These activities have paid off, as the aerospace industry enjoyed record after-tax profits last year of $7.6 billion. The AIA cites "mature programs"--those weapons that U.S. forces are done procuring, and are now produced solely for export--in fighter jets, transport planes and helicopters as a principal contributor to the high returns. In addition, consolidation and layoffs in the industry have padded the profit margin.
Culled from recent issues of the monthly AIA Update newsletter, the AIA homepage and the military trade press, the industry's current agenda to promote and facilitate weapons exports is outlined here.
In May testimony before the House International Relations Committee, Johnson suggested that Congress consolidate all export controls under one permanent law and make the Commerce Department the single administrator. Currently, the State Department reviews and licenses industry-negotiated weapons sales, while the Commerce Department licenses exports of "dual-use" equipment--items with military as well as non-military utility. The Commerce Department is much less restrictive than is the State Department, and already, at the behest of industry, many items have been moved from the jurisdiction of the State Department to that of Commerce, in order to expedite exports.
Johnson also urged that "license-free" regions be created where U.S. weapons exporters would not be required to obtain government permission for sales to countries that agree to enforce "similar export controls." To further reduce government oversight, he encouraged the establishment of "program licenses," to allow shipment of spare parts throughout the life of a given weapon system (which is often two or more decades) without going through a licensing procedure. Finally, he recommended the creation of a "self-policing" mechanism, which would give weapons contractors the ability to authorize exports "within prescribed government policy guidelines," without being subject to government review and approval.
If implemented, these proposals would weaken an already anemic export review process. A safer alternative--one that would streamline the process, eliminate redundancy, and enhance oversight--would be to transfer the State Department role in licensing industry-direct sales to the Defense Department, which currently runs government-negotiated arms sales and exercises more oversight than does the State Department (see ASM No. 27 p. 2).
In its June 1997 newsletter, the AIA says it will seek to ensure that companies continue to have the flexibility "to cooperate with and purchase from our important defense trading partners." In particular, AIA will work to change specific legislation and regulations like "technology transfer controls, 'buy America' provisions, and offset restrictions." Offsets are the side deals that increasingly accompany weapons sales in today's glutted market. They steer some economic benefit (usually arms production jobs or technology, or marketing assistance and access for some of the buying country's goods) back to the arms purchasing country, as an inducement to buy the weapons (see ASM No. 31 p. 7). The industry is very sensitive to efforts to limit the use of offsets or to make information on these side deals public, claiming that the information is "confidential business information."

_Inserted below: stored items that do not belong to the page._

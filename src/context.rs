use crate::{
    bundle::MessageBundle,
    cache::FormatterCache,
    error::Result,
    formatter::{
        DEFAULT_DATE_PATTERN, DEFAULT_DATE_TIME_PATTERN, DEFAULT_TIME_PATTERN,
    },
    locale::Locale,
    message::{Args, FormatEnv},
    value::Value,
    zone::Zone,
};

/// The formatting capabilities handed to a renderer for one render.
///
/// A context binds a time zone, a locale, a message bundle and a formatter
/// store. It is cheap to build and meant to be thrown away once the render
/// is done. It stores nothing itself: every operation derives a format key
/// from its arguments and this context's zone and locale, and asks the
/// store for the matching formatter.
///
/// # Example
///
/// ```
/// use loctext::{
///     Args, BundleSource, Config, Locale, MessageBundle, RenderContext,
///     SharedCache, Value, Zone,
/// };
///
/// let source = BundleSource::embedded([(
///     "messages_en.properties",
///     "greeting = Hello, {0}!",
/// )]);
/// let bundle = MessageBundle::load(&source, "messages", &Config::new())?;
/// let cache = SharedCache::new();
/// let cx = RenderContext::new(
///     Zone::utc(),
///     Locale::parse("fr-CA")?,
///     &bundle,
///     &cache,
/// );
///
/// let ts: jiff::Timestamp = "2024-06-15T12:30:45Z".parse()?;
/// assert_eq!(cx.format_date_time(&Value::from(ts))?, "2024-06-15 12:30:45");
/// assert_eq!(cx.message("greeting", &Args::new().arg("Ann"))?, "Hello, Ann!");
///
/// # Ok::<(), Box<dyn std::error::Error>>(())
/// ```
#[derive(Clone)]
pub struct RenderContext<'a> {
    zone: Zone,
    locale: Locale,
    bundle: &'a MessageBundle,
    cache: &'a dyn FormatterCache,
}

impl<'a> RenderContext<'a> {
    pub fn new(
        zone: Zone,
        locale: Locale,
        bundle: &'a MessageBundle,
        cache: &'a dyn FormatterCache,
    ) -> RenderContext<'a> {
        RenderContext { zone, locale, bundle, cache }
    }

    pub fn zone(&self) -> &Zone {
        &self.zone
    }

    pub fn locale(&self) -> &Locale {
        &self.locale
    }

    pub fn bundle(&self) -> &'a MessageBundle {
        self.bundle
    }

    /// Returns the zone, locale and formatter store of this context.
    pub fn env(&self) -> FormatEnv<'_> {
        FormatEnv { zone: &self.zone, locale: &self.locale, cache: self.cache }
    }

    /// Format a datetime as `yyyy-MM-dd HH:mm:ss`.
    pub fn format_date_time(&self, value: &Value) -> Result<String> {
        self.format_date_time_with(value, DEFAULT_DATE_TIME_PATTERN)
    }

    /// Format a datetime with a caller supplied pattern.
    pub fn format_date_time_with(
        &self,
        value: &Value,
        pattern: &str,
    ) -> Result<String> {
        let mut out = String::new();
        self.env().date_time(pattern, value, &mut out)?;
        Ok(out)
    }

    /// Format the date of a datetime as `yyyy-MM-dd`.
    pub fn format_date(&self, value: &Value) -> Result<String> {
        self.format_date_time_with(value, DEFAULT_DATE_PATTERN)
    }

    /// Format the time of a datetime as `HH:mm:ss`.
    pub fn format_time(&self, value: &Value) -> Result<String> {
        self.format_date_time_with(value, DEFAULT_TIME_PATTERN)
    }

    /// Format a number with a decimal pattern or named style. The empty
    /// pattern means `#,##0.###`.
    pub fn format_number(
        &self,
        value: &Value,
        pattern: &str,
    ) -> Result<String> {
        let mut out = String::new();
        self.env().number(pattern, value, &mut out)?;
        Ok(out)
    }

    /// Format any value using the default for its type.
    pub fn format_value(&self, value: &Value) -> Result<String> {
        let mut out = String::new();
        self.env().plain(value, &mut out)?;
        Ok(out)
    }

    /// Resolve a message in this context's locale and substitute `args`.
    pub fn message(&self, key: &str, args: &Args) -> Result<String> {
        self.bundle.format(&self.locale, key, args, &self.env())
    }
}

impl<'a> std::fmt::Debug for RenderContext<'a> {
    fn fmt(&self, f: &mut std::fmt::Formatter) -> std::fmt::Result {
        f.debug_struct("RenderContext")
            .field("zone", &self.zone)
            .field("locale", &self.locale)
            .field("bundle", &self.bundle.base_name())
            .finish_non_exhaustive()
    }
}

According to the AIA, "Customers for U.S. defense products are governments that like to spend taxpayer revenues in ways seen to provide jobs and other economic benefits to [their] taxpayers." It is imperative, AIA argues, that offsets--including production of weapons abroad--are provided, despite deleterious effects on U.S. industries and workers. AIA admits this adverse affect, saying it will "work with the U.S. government to identify subsections of [American] industry that are negatively affected by offsets or imports and find ways to improve their competitiveness." But AIA will resist "unilateral restraints on offsets that could affect U.S. industry's ability to continue a strong position in the global defense market."
One of the AIA's "Top Ten" issues for 1997 is "normalization" of U.S.-China trade relations. While the lobby group is savvy enough not to highlight military and dual-use aerospace sales in its writings, in fact this dimension of trade is the only part that is not currently "normal." U.S. arms exports continue to be barred as a result of the Chinese government's attack on pro-democracy demonstrators at Tiananmen Square in June 1991. AIA argues that it will miss out on this vast market, unless the U.S. develops "free and open trade with China."
AIA President Fuqua has also editorialized about the need to lift restrictions on advanced combat plane sales to Latin America (for more on this, see p. 3).
Increased government financing for weapons sales has long been a primary objective of arms exporters. To supplement the $4 billion of grant and loan Foreign Military Financing provided to nations annually for the purchase of American-made weaponry, the manufacturers worked to establish the new Defense Export Loan Guarantee (DELG) program. Through the DELG, which opened for business last November, 38 countries are authorized to receive U.S. government guarantees for up to $15 billion in commercial loans for weapons purchases (see ASM No. 33 p. 2).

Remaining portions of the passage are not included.